Вслушайтесь в первую строфу поэмы. С какой поразительной чуткостью к слову, звуку описал это Твардовский.
Два первых удара колокола переданы долгими «а» сильной части стопы: «Пора ударил… Вокзал, огнями…» . Третий ударный «е» отправленье в первом стихе — звук большей протяженности: последний сигнал к отправлению как бы слился с гудком паровоза, а в «о» следующего стиха отчетливо слышится стук приведенных в движение колес, а начертание буквы усиливает зрительное вое приятие образа. Начальные звуки 3-го и 4-го стихов помогают передать ритм набирающего скорость состава. Попробуйте произнести эту строфу скороговоркой — последние две строки как бы сами собой напрашиваются на убыстрение ритма, а две предыдущие сопротивляются, что-то мешает, словно тормоз какой-то заставляет вас спотыкаться.

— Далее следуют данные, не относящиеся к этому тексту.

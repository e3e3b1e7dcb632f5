//! Prompt telemetry: safe DEBUG logging of the exact oracle prompts.
//!
//! ## What it does
//! - Emits one DEBUG line per oracle call (kind, length) and optionally the
//!   full prompt and raw reply.
//! - **Redacts secrets** (Bearer tokens, API keys) before anything is logged.
//! - Truncates huge prompts to a configurable number of characters.
//! - Never writes to disk.
//!
//! ## Env flags
//! - `DIGEST_LOG_PROMPTS` (bool): log full prompt/reply text (default: false)
//! - `DIGEST_PROMPT_REDACT` (bool): redact secrets (default: true)
//! - `DIGEST_PROMPT_MAX_CHARS` (usize): 0 = no truncation (default: 4000)

use std::sync::LazyLock;

use regex::Regex;
use tracing::debug;

use crate::oracle::PromptKind;

const DEFAULT_MAX_CHARS: usize = 4000;

static SECRET_PATTERNS: LazyLock<Vec<Regex>> = LazyLock::new(|| {
    [
        r"(?i)\bBearer\s+[A-Za-z0-9\-_\.=]{16,}",
        r"\bsk-[A-Za-z0-9\-_]{16,}",
        r"\bAIza[0-9A-Za-z\-_]{20,}",
        r"(?i)\b(api[_-]?key|token)\s*[:=]\s*[A-Za-z0-9\-_\.=]{16,}",
    ]
    .iter()
    .filter_map(|p| Regex::new(p).ok())
    .collect()
});

/// Returns `true` if the env var is set to a truthy value ("1", "true", "yes", "on").
pub(crate) fn env_flag(name: &str) -> Option<bool> {
    std::env::var(name).ok().map(|v| {
        matches!(
            v.trim().to_ascii_lowercase().as_str(),
            "1" | "true" | "yes" | "on"
        )
    })
}

pub(crate) fn env_usize(name: &str) -> Option<usize> {
    std::env::var(name).ok().and_then(|v| v.trim().parse().ok())
}

/// Prompt logging settings.
#[derive(Debug, Clone, PartialEq, Eq)]
pub struct PromptLogConfig {
    pub enabled: bool,
    pub redact: bool,
    pub max_chars: usize,
}

impl Default for PromptLogConfig {
    fn default() -> Self {
        Self {
            enabled: false,
            redact: true,
            max_chars: DEFAULT_MAX_CHARS,
        }
    }
}

impl PromptLogConfig {
    pub fn from_env() -> Self {
        let d = Self::default();
        Self {
            enabled: env_flag("DIGEST_LOG_PROMPTS").unwrap_or(d.enabled),
            redact: env_flag("DIGEST_PROMPT_REDACT").unwrap_or(d.redact),
            max_chars: env_usize("DIGEST_PROMPT_MAX_CHARS").unwrap_or(d.max_chars),
        }
    }

    /// Logs the outgoing prompt.
    pub fn log_prompt(&self, kind: PromptKind, prompt: &str) {
        if !self.enabled {
            debug!(kind = kind.as_str(), chars = prompt.chars().count(), "oracle prompt");
            return;
        }
        let (text, truncated) = self.prepare(prompt);
        debug!(
            kind = kind.as_str(),
            chars = prompt.chars().count(),
            truncated,
            "oracle prompt:\n{text}"
        );
    }

    /// Logs the raw reply before parsing.
    pub fn log_reply(&self, kind: PromptKind, reply: &str) {
        if !self.enabled {
            debug!(kind = kind.as_str(), chars = reply.chars().count(), "oracle reply");
            return;
        }
        let (text, truncated) = self.prepare(reply);
        debug!(
            kind = kind.as_str(),
            chars = reply.chars().count(),
            truncated,
            "oracle reply:\n{text}"
        );
    }

    fn prepare(&self, s: &str) -> (String, bool) {
        let content = if self.redact {
            redact_secrets(s)
        } else {
            s.to_string()
        };
        maybe_truncate(content, self.max_chars)
    }
}

/// Redact obvious secrets (best-effort; keep it conservative).
pub fn redact_secrets(s: &str) -> String {
    let mut out = s.to_string();
    for re in SECRET_PATTERNS.iter() {
        out = re.replace_all(&out, "[REDACTED]").into_owned();
    }
    out
}

/// Truncates to at most `max_chars` characters, appending a marker.
fn maybe_truncate(s: String, max_chars: usize) -> (String, bool) {
    if max_chars == 0 || s.chars().count() <= max_chars {
        return (s, false);
    }
    let mut out: String = s.chars().take(max_chars).collect();
    out.push_str("\n[... TRUNCATED ...]");
    (out, true)
}
use serde::Deserialize;
use serde_json::{Map, Value};

/// Request payload for /analyze.
#[derive(Debug, Deserialize)]
pub struct AnalyzeRequest {
    /// Table rows as JSON records; the `comment` key holds the free text,
    /// any other keys are ignored.
    pub rows: Vec<Map<String, Value>>,
}
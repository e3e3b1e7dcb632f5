//! POST /analyze: runs the comment digest pipeline over an uploaded table.

use std::sync::Arc;

use axum::{Json, extract::State, extract::rejection::JsonRejection};
use comment_digest::{AnalysisReport, CommentTable};
use tracing::info;

use crate::{
    core::{app_state::AppState, http::response_envelope::ApiResponse},
    error_handler::AppResult,
    routes::analyze::analyze_request::AnalyzeRequest,
};

/// Handler: POST /analyze
///
/// # Example
/// ```bash
/// curl -X POST http://127.0.0.1:8080/analyze \
///   -H 'content-type: application/json' \
///   -d '{"rows":[{"comment":"とても分かりやすかった"},{"comment":"資料が分かりにくい"}]}'
/// ```
pub async fn analyze(
    State(state): State<Arc<AppState>>,
    payload: Result<Json<AnalyzeRequest>, JsonRejection>,
) -> AppResult<Json<ApiResponse<AnalysisReport>>> {
    let Json(body) = payload?;
    info!(rows = body.rows.len(), "analyze: request received");

    let table = CommentTable::from_records(&body.rows)?;
    let report = state.pipeline.run(&table).await?;

    Ok(Json(ApiResponse::success(report)))
}
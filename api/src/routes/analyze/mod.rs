pub mod analyze_request;
pub mod analyze_route;
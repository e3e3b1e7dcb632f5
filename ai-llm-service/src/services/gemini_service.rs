//! Google Gemini service for text generation.
//!
//! - POST {endpoint}/v1beta/models/{model}:generateContent
//!
//! The API key travels in the `x-goog-api-key` header so request URLs can be
//! logged without leaking credentials.

use std::time::Instant;

use reqwest::header;
use serde::{Deserialize, Serialize};
use tracing::{debug, error, instrument};

use crate::{
    config::{llm_model_config::LlmModelConfig, llm_provider::LlmProvider},
    error_handler::{AiLlmError, ProviderError, ProviderErrorKind},
    services::{check_endpoint, status_error},
};

/// Header used by Gemini for API key authentication.
pub const API_KEY_HEADER: &str = "x-goog-api-key";

/// Thin client for the Gemini `generateContent` endpoint.
#[derive(Debug)]
pub struct GeminiService {
    client: reqwest::Client,
    cfg: LlmModelConfig,
    url_generate: String,
}

impl GeminiService {
    /// Creates a new [`GeminiService`] from the given config.
    ///
    /// # Errors
    /// - `InvalidProvider` if `cfg.provider` is not Gemini
    /// - `MissingApiKey` if `cfg.api_key` is `None`
    /// - `InvalidEndpoint` if `cfg.endpoint` is invalid
    /// - [`AiLlmError::HttpTransport`] if the HTTP client cannot be built
    pub fn new(cfg: LlmModelConfig) -> Result<Self, AiLlmError> {
        if cfg.provider != LlmProvider::Gemini {
            return Err(
                ProviderError::new(LlmProvider::Gemini, ProviderErrorKind::InvalidProvider).into(),
            );
        }
        let api_key = cfg.api_key.clone().ok_or_else(|| {
            ProviderError::new(LlmProvider::Gemini, ProviderErrorKind::MissingApiKey)
        })?;
        check_endpoint(LlmProvider::Gemini, &cfg.endpoint)?;

        let mut headers = header::HeaderMap::new();
        let mut key = header::HeaderValue::from_str(&api_key).map_err(|e| {
            ProviderError::new(
                LlmProvider::Gemini,
                ProviderErrorKind::Decode(format!("invalid API key header: {e}")),
            )
        })?;
        key.set_sensitive(true);
        headers.insert(API_KEY_HEADER, key);

        let client = reqwest::Client::builder()
            .timeout(cfg.timeout())
            .default_headers(headers)
            .build()?;

        let url_generate = format!(
            "{}/v1beta/models/{}:generateContent",
            cfg.base_url(),
            cfg.model
        );

        Ok(Self {
            client,
            cfg,
            url_generate,
        })
    }

    /// Performs a single `generateContent` call and returns the concatenated
    /// text parts of the first candidate.
    ///
    /// # Errors
    /// - `HttpStatus` for non-2xx responses
    /// - [`AiLlmError::HttpTransport`] for client/network failures
    /// - `Decode` if the JSON cannot be parsed
    /// - `EmptyChoices` if no candidate carries text
    #[instrument(skip_all, fields(model = %self.cfg.model))]
    pub async fn generate(&self, prompt: &str, system: Option<&str>) -> Result<String, AiLlmError> {
        let started = Instant::now();
        let body = GenerateContentRequest::from_cfg(&self.cfg, prompt, system);

        debug!(prompt_len = prompt.len(), "POST {}", self.url_generate);
        let resp = self
            .client
            .post(&self.url_generate)
            .json(&body)
            .send()
            .await?;

        if !resp.status().is_success() {
            let err = status_error(LlmProvider::Gemini, &self.url_generate, resp).await;
            error!(
                error = %err,
                latency_ms = started.elapsed().as_millis(),
                "Gemini generateContent returned non-success status"
            );
            return Err(err.into());
        }

        let out: GenerateContentResponse = resp.json().await.map_err(|e| {
            ProviderError::new(
                LlmProvider::Gemini,
                ProviderErrorKind::Decode(format!(
                    "serde error: {e}; expected `candidates[0].content.parts[].text`"
                )),
            )
        })?;

        let text = out
            .candidates
            .into_iter()
            .filter_map(|c| c.content)
            .map(|content| {
                content
                    .parts
                    .into_iter()
                    .filter_map(|p| p.text)
                    .collect::<String>()
            })
            .find(|t| !t.is_empty())
            .ok_or_else(|| ProviderError::new(LlmProvider::Gemini, ProviderErrorKind::EmptyChoices))?;

        debug!(
            latency_ms = started.elapsed().as_millis(),
            "generation completed"
        );
        Ok(text)
    }

    /// Config this client was built from.
    pub fn config(&self) -> &LlmModelConfig {
        &self.cfg
    }
}

/* ===========================================================================
HTTP payloads
======================================================================== */

#[derive(Debug, Serialize)]
#[serde(rename_all = "camelCase")]
struct GenerateContentRequest<'a> {
    contents: Vec<Content<'a>>,
    #[serde(skip_serializing_if = "Option::is_none")]
    system_instruction: Option<Content<'a>>,
    generation_config: GenerationConfig,
}

impl<'a> GenerateContentRequest<'a> {
    fn from_cfg(cfg: &'a LlmModelConfig, prompt: &'a str, system: Option<&'a str>) -> Self {
        Self {
            contents: vec![Content {
                role: Some("user"),
                parts: vec![Part { text: prompt }],
            }],
            system_instruction: system.map(|s| Content {
                role: None,
                parts: vec![Part { text: s }],
            }),
            generation_config: GenerationConfig {
                temperature: cfg.temperature,
                top_p: cfg.top_p,
                max_output_tokens: cfg.max_tokens,
                response_mime_type: "application/json",
            },
        }
    }
}

#[derive(Debug, Serialize)]
struct Content<'a> {
    #[serde(skip_serializing_if = "Option::is_none")]
    role: Option<&'static str>,
    parts: Vec<Part<'a>>,
}

#[derive(Debug, Serialize)]
struct Part<'a> {
    text: &'a str,
}

#[derive(Debug, Serialize)]
#[serde(rename_all = "camelCase")]
struct GenerationConfig {
    #[serde(skip_serializing_if = "Option::is_none")]
    temperature: Option<f32>,
    #[serde(skip_serializing_if = "Option::is_none")]
    top_p: Option<f32>,
    #[serde(skip_serializing_if = "Option::is_none")]
    max_output_tokens: Option<u32>,
    response_mime_type: &'static str,
}

#[derive(Debug, Deserialize)]
struct GenerateContentResponse {
    #[serde(default)]
    candidates: Vec<Candidate>,
}

#[derive(Debug, Deserialize)]
struct Candidate {
    content: Option<CandidateContent>,
}

#[derive(Debug, Deserialize)]
struct CandidateContent {
    #[serde(default)]
    parts: Vec<CandidatePart>,
}

#[derive(Debug, Deserialize)]
struct CandidatePart {
    text: Option<String>,
}
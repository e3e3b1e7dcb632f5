use std::io::{self, IsTerminal};
use std::str::FromStr;

use tracing::Level;
use tracing_subscriber::filter::Directive;
use tracing_subscriber::fmt::format::Writer;
use tracing_subscriber::fmt::time::FormatTime;
use tracing_subscriber::registry::LookupSpan;
use tracing_subscriber::{EnvFilter, Layer, filter, fmt};

/// Crate target prefix used to filter only library-originated logs.
pub const TARGET_PREFIX: &str = "ai_llm_service";

/// RFC3339 UTC timer implemented via `chrono`.
/// Example output: `2025-09-12T10:20:30Z`
#[derive(Clone, Debug, Default)]
struct ChronoRfc3339Utc;

impl FormatTime for ChronoRfc3339Utc {
    fn format_time(&self, w: &mut Writer<'_>) -> std::fmt::Result {
        let now = chrono::Utc::now();
        w.write_str(&now.to_rfc3339_opts(chrono::SecondsFormat::Secs, true))
    }
}

/// Build a formatting layer that renders only events whose target starts
/// with one of `prefixes`.
///
/// - RFC3339 UTC timestamps
/// - Compact single-line format with `file:line` and target
/// - Span close events (duration of instrumented provider calls)
/// - ANSI colors only when stdout is a terminal
///
/// Compose it in the binary together with the global `EnvFilter`.
pub fn layer<S>(prefixes: &'static [&'static str]) -> impl Layer<S> + Send + Sync
where
    S: tracing::Subscriber + for<'a> LookupSpan<'a>,
{
    let use_ansi = io::stdout().is_terminal();

    let only_ours = filter::filter_fn(move |meta| {
        prefixes.iter().any(|p| meta.target().starts_with(p))
    });

    fmt::layer()
        .with_timer(ChronoRfc3339Utc)
        .with_level(true)
        .with_target(true)
        .with_file(true)
        .with_line_number(true)
        .with_ansi(use_ansi)
        .with_span_events(fmt::format::FmtSpan::CLOSE)
        .event_format(fmt::format().compact().with_source_location(true))
        .with_filter(only_ours)
}

/// Level directive for a single crate target, e.g. `ai_llm_service=debug`.
///
/// Returns `None` if `target` is not a valid directive target.
pub fn level_directive(target: &str, level: Level) -> Option<Directive> {
    Directive::from_str(&format!("{target}={}", level.as_str().to_lowercase())).ok()
}

/// EnvFilter from `RUST_LOG` when it is set and valid. Otherwise `default`
/// with a `level` directive added for every target in `targets`.
pub fn env_filter_with_level(default: &str, targets: &[&str], level: Level) -> EnvFilter {
    if let Ok(from_env) = EnvFilter::try_from_default_env() {
        return from_env;
    }
    let mut base = EnvFilter::new(default);
    for t in targets {
        if let Some(d) = level_directive(t, level) {
            base = base.add_directive(d);
        }
    }
    base
}

#[cfg(test)]
mod tests {
    use super::*;

    #[test]
    fn directive_formats_lowercase_level() {
        let d = level_directive(TARGET_PREFIX, Level::DEBUG).unwrap();
        assert_eq!(d.to_string(), "ai_llm_service=debug");
    }
}
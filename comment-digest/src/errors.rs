//! Crate-wide error hierarchy for comment-digest.
//!
//! - Single root [`Error`] for the pipeline entry points.
//! - [`SchemaError`] fails fast before any oracle call.
//! - [`OracleError`] carries the stage it happened in so the orchestrator can
//!   decide between aborting and degrading.

use std::time::Duration;

use thiserror::Error;

use crate::model::Stage;

/// Convenient alias for crate-wide results.
pub type DigestResult<T> = Result<T, Error>;

/// Root error type for the comment-digest crate.
#[derive(Debug, Error)]
pub enum Error {
    /// The input table is malformed.
    #[error(transparent)]
    Schema(#[from] SchemaError),

    /// The oracle failed during a stage that cannot degrade.
    #[error(transparent)]
    Oracle(#[from] OracleError),
}

/// Malformed input table.
#[derive(Debug, Clone, PartialEq, Eq, Error)]
pub enum SchemaError {
    #[error("missing required column '{column}'")]
    MissingColumn { column: String },

    #[error("row {row} has {cells} cells but the table has {columns} columns")]
    RaggedRow {
        row: usize,
        cells: usize,
        columns: usize,
    },

    #[error("row {row}: column '{column}' holds a nested value")]
    NestedCell { row: usize, column: String },
}

/// Oracle call or reply failure.
#[derive(Debug, Clone, PartialEq, Eq, Error)]
pub enum OracleError {
    /// The reply did not match the expected shape.
    #[error("{stage}: invalid oracle reply: {reason}")]
    InvalidReply { stage: Stage, reason: String },

    /// No reply within the per-call deadline.
    #[error("{stage}: oracle timed out after {after:?}")]
    Timeout { stage: Stage, after: Duration },

    /// Network or service failure before any reply.
    #[error("{stage}: oracle transport error: {message}")]
    Transport { stage: Stage, message: String },
}

impl OracleError {
    pub(crate) fn invalid(stage: Stage, reason: impl Into<String>) -> Self {
        OracleError::InvalidReply {
            stage,
            reason: reason.into(),
        }
    }

    pub fn stage(&self) -> Stage {
        match self {
            OracleError::InvalidReply { stage, .. }
            | OracleError::Timeout { stage, .. }
            | OracleError::Transport { stage, .. } => *stage,
        }
    }

    /// Stable machine-readable kind, used in stage statuses and HTTP bodies.
    pub fn kind(&self) -> &'static str {
        match self {
            OracleError::InvalidReply { .. } => "invalid_reply",
            OracleError::Timeout { .. } => "timeout",
            OracleError::Transport { .. } => "transport",
        }
    }
}
//! Route tests: axum router driven with `oneshot`, LLM backend mocked with wiremock.
//!
//! The mock Ollama server tells the three prompts apart by their template
//! markers, so one server answers classification, summary and ranking.

use std::sync::Arc;
use std::time::Duration;

use axum::body::Body;
use axum::http::{Request, StatusCode};
use serde_json::{Value, json};
use tower::ServiceExt;
use wiremock::matchers::{body_string_contains, method, path};
use wiremock::{Mock, MockServer, ResponseTemplate};

use ai_llm_service::{LlmModelConfig, LlmProvider, LlmService};
use api::core::app_state::AppState;
use comment_digest::PipelineConfig;

const CLASSIFICATION_MARKER: &str = "【入力コメントリスト】";
const SUMMARY_MARKER: &str = "positive_comments";
const RANKING_MARKER: &str = "【本番】";

fn ollama_reply(inner: Value) -> ResponseTemplate {
    ResponseTemplate::new(200).set_body_json(json!({
        "model": "test-model",
        "response": inner.to_string(),
        "done": true
    }))
}

fn state(server: &MockServer) -> Arc<AppState> {
    let cfg = LlmModelConfig {
        provider: LlmProvider::Ollama,
        model: "test-model".into(),
        endpoint: server.uri(),
        api_key: None,
        max_tokens: None,
        temperature: Some(0.2),
        top_p: None,
        timeout_secs: Some(5),
    };
    let llm = Arc::new(LlmService::new(cfg, Some(2)).unwrap());
    let pipeline_cfg = PipelineConfig {
        call_timeout: Duration::from_secs(5),
        ..PipelineConfig::default()
    };
    Arc::new(AppState::new(llm, pipeline_cfg))
}

async fn post_analyze(state: Arc<AppState>, body: String) -> (StatusCode, Value) {
    let req = Request::builder()
        .method("POST")
        .uri("/analyze")
        .header("content-type", "application/json")
        .body(Body::from(body))
        .unwrap();
    let resp = api::router(state).oneshot(req).await.unwrap();
    let status = resp.status();
    let bytes = axum::body::to_bytes(resp.into_body(), usize::MAX)
        .await
        .unwrap();
    (status, serde_json::from_slice(&bytes).unwrap())
}

fn example_rows() -> String {
    json!({
        "rows": [
            {"comment": "とても分かりやすかった"},
            {"comment": ""},
            {"comment": "資料が分かりにくい"}
        ]
    })
    .to_string()
}

#[tokio::test]
async fn analyze_returns_report_envelope() {
    let server = MockServer::start().await;

    Mock::given(method("POST"))
        .and(path("/api/generate"))
        .and(body_string_contains(CLASSIFICATION_MARKER))
        .respond_with(ollama_reply(json!({
            "classifications": [
                {"comment_index": 0, "sentiment": 0, "topic": 1},
                {"comment_index": 1, "sentiment": 1, "topic": 1}
            ],
            "important_comments": [1],
            "dangerous_comments": []
        })))
        .expect(1)
        .mount(&server)
        .await;

    Mock::given(method("POST"))
        .and(path("/api/generate"))
        .and(body_string_contains(SUMMARY_MARKER))
        .respond_with(ollama_reply(json!({
            "positive_summary": ["説明が分かりやすい"],
            "negative_summary": ["資料が分かりにくい"]
        })))
        .expect(1)
        .mount(&server)
        .await;

    Mock::given(method("POST"))
        .and(path("/api/generate"))
        .and(body_string_contains(RANKING_MARKER))
        .respond_with(ollama_reply(json!({
            "ranked_summary": [
                {"priority": 2, "summary": "資料の改善", "indices": [1]}
            ]
        })))
        .expect(1)
        .mount(&server)
        .await;

    let (status, body) = post_analyze(state(&server), example_rows()).await;

    assert_eq!(status, StatusCode::OK);
    assert_eq!(body["success"], json!(true));
    let data = &body["data"];
    assert_eq!(data["comment_count"], json!(2));
    assert_eq!(data["important_comments"], json!([1]));
    assert_eq!(data["dangerous_comments"], json!([]));
    assert_eq!(data["classifications"][1]["sentiment"], json!("NEGATIVE"));
    assert_eq!(data["classifications"][1]["topic"], json!("MATERIALS"));
    assert_eq!(data["positive_summary"], json!(["説明が分かりやすい"]));
    assert_eq!(data["ranked_summary"][0]["indices"], json!([1]));
    assert_eq!(data["stages"]["ranking"]["status"], json!("ok"));
}

#[tokio::test]
async fn missing_comment_column_is_400_without_llm_calls() {
    let server = MockServer::start().await;
    Mock::given(method("POST"))
        .respond_with(ResponseTemplate::new(500))
        .expect(0)
        .mount(&server)
        .await;

    let body = json!({"rows": [{"text": "a"}]}).to_string();
    let (status, body) = post_analyze(state(&server), body).await;

    assert_eq!(status, StatusCode::BAD_REQUEST);
    assert_eq!(body["success"], json!(false));
    assert_eq!(body["error"]["code"], json!("SCHEMA_ERROR"));
    assert_eq!(body["error"]["stage"], json!("extracting"));
}

#[tokio::test]
async fn malformed_body_is_400() {
    let server = MockServer::start().await;
    let (status, body) = post_analyze(state(&server), r#"{"rows": "nope"}"#.into()).await;

    assert_eq!(status, StatusCode::BAD_REQUEST);
    assert_eq!(body["error"]["code"], json!("BAD_REQUEST"));
}

#[tokio::test]
async fn classification_upstream_failure_is_502() {
    let server = MockServer::start().await;
    Mock::given(method("POST"))
        .and(path("/api/generate"))
        .respond_with(ResponseTemplate::new(500).set_body_string("boom"))
        .mount(&server)
        .await;

    let (status, body) = post_analyze(state(&server), example_rows()).await;

    assert_eq!(status, StatusCode::BAD_GATEWAY);
    assert_eq!(body["error"]["code"], json!("ORACLE_TRANSPORT"));
    assert_eq!(body["error"]["stage"], json!("classifying"));
}

#[tokio::test]
async fn ranking_failure_still_returns_200_with_stage_status() {
    let server = MockServer::start().await;

    Mock::given(method("POST"))
        .and(path("/api/generate"))
        .and(body_string_contains(CLASSIFICATION_MARKER))
        .respond_with(ollama_reply(json!({
            "classifications": [
                {"comment_index": 0, "sentiment": 0, "topic": 0},
                {"comment_index": 1, "sentiment": 1, "topic": 1}
            ],
            "important_comments": [1],
            "dangerous_comments": []
        })))
        .mount(&server)
        .await;

    Mock::given(method("POST"))
        .and(path("/api/generate"))
        .and(body_string_contains(SUMMARY_MARKER))
        .respond_with(ollama_reply(json!({
            "positive_summary": [],
            "negative_summary": ["資料"]
        })))
        .mount(&server)
        .await;

    Mock::given(method("POST"))
        .and(path("/api/generate"))
        .and(body_string_contains(RANKING_MARKER))
        .respond_with(ollama_reply(json!({"unexpected": true})))
        .mount(&server)
        .await;

    let (status, body) = post_analyze(state(&server), example_rows()).await;

    assert_eq!(status, StatusCode::OK);
    let data = &body["data"];
    assert_eq!(data["ranked_summary"], Value::Null);
    assert_eq!(data["stages"]["ranking"]["status"], json!("failed"));
    assert_eq!(data["stages"]["ranking"]["error"], json!("invalid_reply"));
    assert_eq!(data["negative_summary"], json!(["資料"]));
}

#[tokio::test]
async fn health_reports_provider_status() {
    let server = MockServer::start().await;
    Mock::given(method("GET"))
        .and(path("/api/tags"))
        .respond_with(ResponseTemplate::new(200).set_body_json(json!({
            "models": [{"name": "test-model"}]
        })))
        .mount(&server)
        .await;

    let req = Request::builder()
        .uri("/health")
        .body(Body::empty())
        .unwrap();
    let resp = api::router(state(&server)).oneshot(req).await.unwrap();
    assert_eq!(resp.status(), StatusCode::OK);

    let bytes = axum::body::to_bytes(resp.into_body(), usize::MAX)
        .await
        .unwrap();
    let body: Value = serde_json::from_slice(&bytes).unwrap();
    assert_eq!(body["data"]["ok"], json!(true));
    assert_eq!(body["data"]["provider"], json!("ollama"));
}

Оно и понятно — экспресс покамест стоит на месте, и двигаться ему рано, только после третьего звонка к отправлению от сможет пуститься в путь.
Чтобы так описать немудрящую картину, одного мастерства, пожалуй, мало — такое под силу виртуозу.
Поэма «За далью — даль» начала складываться не сразу, и к читателю она, как и прежние эпические полотна, приходила отдельными главами, печатавшимися в «Литературной газете», «Известиях», «Правде». Однако первая весть об этой поездке, первое поэтическое слово было сказано не в поэме, а в опередившем ее стихотворении «Мост»:
В рассветный час во мгле сухой, Одетый инеем Сибири, Мост пробудился над рекой, Одной из самых славных в мире… Гремела, пела эта сталь Согласно и многоголосо. И шла, как под резец деталь, Громадой цельной под колеса.
И над рекою вознесен, Состав столичный медлил будто, И из вагона тек в вагон Озноб торжественной минуты…
Это, по воспоминаниям попутчиков Твардовского по поездке в Забайкалье и его собственным рассказам, тот самый мост, который пересекает Амур у города юности Комсомольска-на-Амуре. А первая весть о поэме придет спустя полтора года после появления стихотворения — 21 июня 1951 года. Понадобится еще не одна поездка: на Ангару, в Иркутск, на Дальний Восток, множество иных впечатлений для того, чтобы поэма обрела тот законченный рассказ, который развертывается сейчас перед нами.
Параллельно с поэмой об этой поездке рассказано во многих стихах. Завороженный Байкалом, «бескрайним плесом мощных вод», простором, поэт посвящает ему удивительные строки:
Байкал, чья слава в этом мире Века веков переживет, Как он под стать самой Сибири Бескрайним плесом мощных вод…
В те годы, когда мыслилось продолжение «Страны Муравии», Твардовский предполагал во 2-й части описать поездку Никиты по стране: в Кабардино-Балкарию, на Днепрогэс, Волго-Дон, на Урал, Кузбасс, в Сибирь. Эта мысль была и в «подсказке» Фадеева, предполагавшего, что герой будущего произведения проедет страну от Черного моря до Ледовитого океана и от Балтийского моря до Тихого океана. Однако, вовремя почувствовав нецелесообразность дальнейшего продолжения «Муравии», автор от всего этого отказался.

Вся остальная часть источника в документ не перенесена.